Records Start Marker

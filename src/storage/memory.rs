//! In-process storage backed by ordered maps.
//!
//! Every table keeps its rows and secondary indexes behind `Arc`s. Opening a table hands out a
//! snapshot that shares those maps; a write made while a snapshot is alive clones the map first
//! (`Arc::make_mut`), so running queries never observe partial writes.
use super::index::{IndexDescriptor, IndexStats, SecondaryIndex};
use super::{
    Conflict, Durability, InsertOutcome, ReplaceOutcome, Storage, TableOptions,
    TableRef, TableSource, is_valid_range,
};
use crate::datum::Datum;
use crate::errors::DbError;
use crate::query::builder::Expr;
use async_trait::async_trait;
use parking_lot::RwLock;
use std::collections::BTreeMap;
use std::ops::Bound;
use std::sync::Arc;

type Rows = Arc<BTreeMap<Datum, Datum>>;
type Indexes = Arc<BTreeMap<String, SecondaryIndex>>;

/// Number of writes acknowledged per durability hint.
#[derive(Debug, Clone, Copy, Default, PartialEq, Eq)]
pub struct DurabilityStats {
    pub hard: u64,
    pub soft: u64,
}

impl DurabilityStats {
    fn record(&mut self, durability: Durability) {
        match durability {
            Durability::Hard => self.hard += 1,
            Durability::Soft => self.soft += 1,
        }
    }
}

#[derive(Debug)]
struct TableState {
    name: String,
    options: TableOptions,
    rows: Rows,
    indexes: Indexes,
    durability: DurabilityStats,
}

impl TableState {
    fn snapshot(&self) -> TableSnapshot {
        TableSnapshot {
            name: self.name.clone(),
            primary_key: self.options.primary_key.clone(),
            durability: self.options.durability,
            rows: Arc::clone(&self.rows),
            indexes: Arc::clone(&self.indexes),
        }
    }

    fn primary_key_of(&self, doc: &Datum) -> Result<Datum, DbError> {
        let obj = doc.expect_object()?;
        obj.get(&self.options.primary_key).cloned().ok_or_else(|| {
            DbError::InvalidArgument(format!(
                "Document is missing primary key `{}`",
                self.options.primary_key
            ))
        })
    }

    /// Stores `doc` under `pk`, keeping every index in step. Returns the previous row.
    fn put(&mut self, pk: &Datum, doc: Datum) -> Option<Datum> {
        let old = Arc::make_mut(&mut self.rows).insert(pk.clone(), doc.clone());
        for idx in Arc::make_mut(&mut self.indexes).values_mut() {
            if let Some(old) = &old {
                idx.remove(old, pk);
            }
            idx.insert(&doc, pk);
        }
        old
    }

    fn take(&mut self, pk: &Datum) -> Option<Datum> {
        if !self.rows.contains_key(pk) {
            return None;
        }
        let old = Arc::make_mut(&mut self.rows).remove(pk)?;
        for idx in Arc::make_mut(&mut self.indexes).values_mut() {
            idx.remove(&old, pk);
        }
        Some(old)
    }
}

/// Immutable view of one table handed to the evaluator.
#[derive(Debug)]
pub struct TableSnapshot {
    name: String,
    primary_key: String,
    durability: Option<Durability>,
    rows: Rows,
    indexes: Indexes,
}

impl TableSnapshot {
    fn index(&self, index: &str) -> Result<&SecondaryIndex, DbError> {
        self.indexes.get(index).ok_or_else(|| DbError::NoSuchIndex {
            table: self.name.clone(),
            index: index.to_owned(),
        })
    }

    fn resolve(&self, keys: Vec<Datum>) -> Vec<Datum> {
        keys.iter().filter_map(|k| self.rows.get(k).cloned()).collect()
    }
}

impl TableSource for TableSnapshot {
    fn name(&self) -> &str {
        &self.name
    }

    fn primary_key(&self) -> &str {
        &self.primary_key
    }

    fn durability(&self) -> Option<Durability> {
        self.durability
    }

    fn scan(&self) -> Box<dyn Iterator<Item = Datum> + Send> {
        Box::new(ScanIter { rows: Arc::clone(&self.rows), last: None })
    }

    fn get(&self, key: &Datum) -> Option<Datum> {
        self.rows.get(key).cloned()
    }

    fn index_lookup(&self, index: &str, key: &Datum) -> Result<Vec<Datum>, DbError> {
        if index == self.primary_key {
            return Ok(self.get(key).into_iter().collect());
        }
        Ok(self.resolve(self.index(index)?.lookup(key)))
    }

    fn index_range(
        &self,
        index: &str,
        lower: Bound<&Datum>,
        upper: Bound<&Datum>,
    ) -> Result<Vec<Datum>, DbError> {
        if index == self.primary_key {
            if !is_valid_range(lower, upper) {
                return Ok(Vec::new());
            }
            return Ok(self.rows.range::<Datum, _>((lower, upper)).map(|(_, v)| v.clone()).collect());
        }
        Ok(self.resolve(self.index(index)?.range(lower, upper)))
    }
}

/// Walks a snapshot in key order without borrowing it.
struct ScanIter {
    rows: Rows,
    last: Option<Datum>,
}

impl Iterator for ScanIter {
    type Item = Datum;

    fn next(&mut self) -> Option<Datum> {
        let next = match &self.last {
            None => self.rows.iter().next(),
            Some(last) => {
                self.rows.range::<Datum, _>((Bound::Excluded(last), Bound::Unbounded)).next()
            }
        }
        .map(|(k, v)| (k.clone(), v.clone()));
        let (key, row) = next?;
        self.last = Some(key);
        Some(row)
    }
}

/// Tables held in memory. Cheap to share behind an `Arc`.
#[derive(Default)]
pub struct MemoryStorage {
    tables: RwLock<BTreeMap<String, Arc<RwLock<TableState>>>>,
}

impl std::fmt::Debug for MemoryStorage {
    fn fmt(&self, f: &mut std::fmt::Formatter<'_>) -> std::fmt::Result {
        f.debug_struct("MemoryStorage").field("tables", &self.table_list()).finish()
    }
}

impl MemoryStorage {
    #[must_use]
    pub fn new() -> Self {
        Self::default()
    }

    fn state(&self, name: &str) -> Result<Arc<RwLock<TableState>>, DbError> {
        self.tables.read().get(name).cloned().ok_or_else(|| DbError::NoSuchTable(name.to_owned()))
    }

    pub fn create_table(&self, name: &str, options: TableOptions) -> Result<(), DbError> {
        let mut tables = self.tables.write();
        if tables.contains_key(name) {
            return Err(DbError::InvalidArgument(format!("Table `{name}` already exists")));
        }
        log::info!("create_table: name={}, primary_key={}", name, options.primary_key);
        tables.insert(
            name.to_owned(),
            Arc::new(RwLock::new(TableState {
                name: name.to_owned(),
                options,
                rows: Arc::default(),
                indexes: Arc::default(),
                durability: DurabilityStats::default(),
            })),
        );
        Ok(())
    }

    pub fn drop_table(&self, name: &str) -> Result<(), DbError> {
        self.tables
            .write()
            .remove(name)
            .map(|_| log::info!("drop_table: name={name}"))
            .ok_or_else(|| DbError::NoSuchTable(name.to_owned()))
    }

    #[must_use]
    pub fn table_list(&self) -> Vec<String> {
        self.tables.read().keys().cloned().collect()
    }

    /// Builds a secondary index over the existing rows and maintains it on every later write.
    /// `func` is a field name or a one-argument function; rows it fails on are left out.
    pub fn index_create(
        &self,
        table: &str,
        name: &str,
        func: &Expr,
        multi: bool,
    ) -> Result<(), DbError> {
        let state = self.state(table)?;
        let mut state = state.write();
        if name == state.options.primary_key || state.indexes.contains_key(name) {
            return Err(DbError::InvalidArgument(format!(
                "Index `{name}` already exists on table `{table}`"
            )));
        }
        let mut idx = SecondaryIndex::new(name, Arc::clone(func.term()), multi);
        for (pk, row) in state.rows.iter() {
            idx.insert(row, pk);
        }
        log::info!(
            "index_create: table={}, index={}, keys={}, entries={}",
            table,
            name,
            idx.stats.keys,
            idx.stats.entries
        );
        Arc::make_mut(&mut state.indexes).insert(name.to_owned(), idx);
        Ok(())
    }

    pub fn index_drop(&self, table: &str, name: &str) -> Result<(), DbError> {
        let state = self.state(table)?;
        let mut state = state.write();
        if Arc::make_mut(&mut state.indexes).remove(name).is_none() {
            return Err(DbError::NoSuchIndex { table: table.to_owned(), index: name.to_owned() });
        }
        log::info!("index_drop: table={table}, index={name}");
        Ok(())
    }

    pub fn index_list(&self, table: &str) -> Result<Vec<IndexDescriptor>, DbError> {
        let state = self.state(table)?;
        let state = state.read();
        Ok(state.indexes.values().map(SecondaryIndex::descriptor).collect())
    }

    pub fn index_stats(&self, table: &str, name: &str) -> Result<IndexStats, DbError> {
        let state = self.state(table)?;
        let state = state.read();
        state.indexes.get(name).map(|i| i.stats.clone()).ok_or_else(|| DbError::NoSuchIndex {
            table: table.to_owned(),
            index: name.to_owned(),
        })
    }

    pub fn durability_stats(&self, table: &str) -> Result<DurabilityStats, DbError> {
        Ok(self.state(table)?.read().durability)
    }

    /// Options `table` was created with.
    pub fn table_options(&self, table: &str) -> Result<TableOptions, DbError> {
        Ok(self.state(table)?.read().options.clone())
    }
}

#[async_trait]
impl Storage for MemoryStorage {
    async fn open_table(&self, name: &str) -> Result<TableRef, DbError> {
        let state = self.state(name)?;
        let snapshot = state.read().snapshot();
        log::debug!("open_table: name={}, rows={}", name, snapshot.rows.len());
        Ok(Arc::new(snapshot))
    }

    async fn insert(
        &self,
        table: &str,
        doc: Datum,
        conflict: Conflict,
        durability: Durability,
    ) -> Result<InsertOutcome, DbError> {
        let state = self.state(table)?;
        let mut state = state.write();
        let pk = state.primary_key_of(&doc)?;
        let existing = state.rows.get(&pk).cloned();
        let outcome = match existing {
            Some(_) if conflict == Conflict::Error => {
                return Err(DbError::DuplicateKey { table: table.to_owned(), key: pk.to_json() });
            }
            Some(old) if old == doc => InsertOutcome::Unchanged,
            Some(old) => {
                state.put(&pk, doc);
                InsertOutcome::Replaced { old }
            }
            None => {
                state.put(&pk, doc);
                InsertOutcome::Inserted
            }
        };
        state.durability.record(durability);
        log::debug!("insert: table={}, key={}, durability={}", table, pk.to_json(), durability.as_str());
        Ok(outcome)
    }

    async fn replace(
        &self,
        table: &str,
        key: &Datum,
        doc: Datum,
        durability: Durability,
    ) -> Result<ReplaceOutcome, DbError> {
        let state = self.state(table)?;
        let mut state = state.write();
        match state.rows.get(key) {
            None => return Ok(ReplaceOutcome::Missing),
            Some(existing) if *existing == doc => return Ok(ReplaceOutcome::Unchanged),
            Some(_) => {}
        }
        if state.primary_key_of(&doc)? != *key {
            return Err(DbError::InvalidArgument(format!(
                "Primary key `{}` cannot be changed",
                state.options.primary_key
            )));
        }
        let old = state.put(key, doc).unwrap_or_default();
        state.durability.record(durability);
        log::debug!("replace: table={}, key={}", table, key.to_json());
        Ok(ReplaceOutcome::Replaced { old })
    }

    async fn delete(
        &self,
        table: &str,
        key: &Datum,
        durability: Durability,
    ) -> Result<Option<Datum>, DbError> {
        let state = self.state(table)?;
        let mut state = state.write();
        let removed = state.take(key);
        if removed.is_some() {
            state.durability.record(durability);
            log::debug!("delete: table={}, key={}", table, key.to_json());
        }
        Ok(removed)
    }
}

Records End Marker

=== Work instructions ===
Your answer is a single number: how many lines in the listing above hold "entries"?

=== Reply to the exercise ===
2